== What the exercise asks ==
The answer must be an exact copy of every record.
··· Exercise data ···
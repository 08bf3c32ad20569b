//! Per-connector counters.

use serde::Serialize;

/// Counters kept by one connector over its whole life.
#[derive(Debug, Clone, Copy, Default, PartialEq, Eq, Serialize)]
pub struct ConnectorMetrics {
    pub envelopes_sent: u64,
    pub envelopes_received: u64,
    pub drops: u64,
    pub violations: u64,
    pub sessions_opened: u64,
    pub identity_rejections: u64,
    pub handshake_timeouts: u64,
}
···
== Solution to the problem ==
repository 08bf3c32ad20569b
//! Per-connector counters.

use serde::Serialize;

/// Counters kept by one connector over its whole life.
#[derive(Debug, Clone, Copy, Default, PartialEq, Eq, Serialize)]
pub struct ConnectorMetrics {
    pub envelopes_sent: u64,
    pub envelopes_received: u64,
    pub drops: u64,
    pub violations: u64,
    pub sessions_opened: u64,
    pub identity_rejections: u64,
    pub handshake_timeouts: u64,
}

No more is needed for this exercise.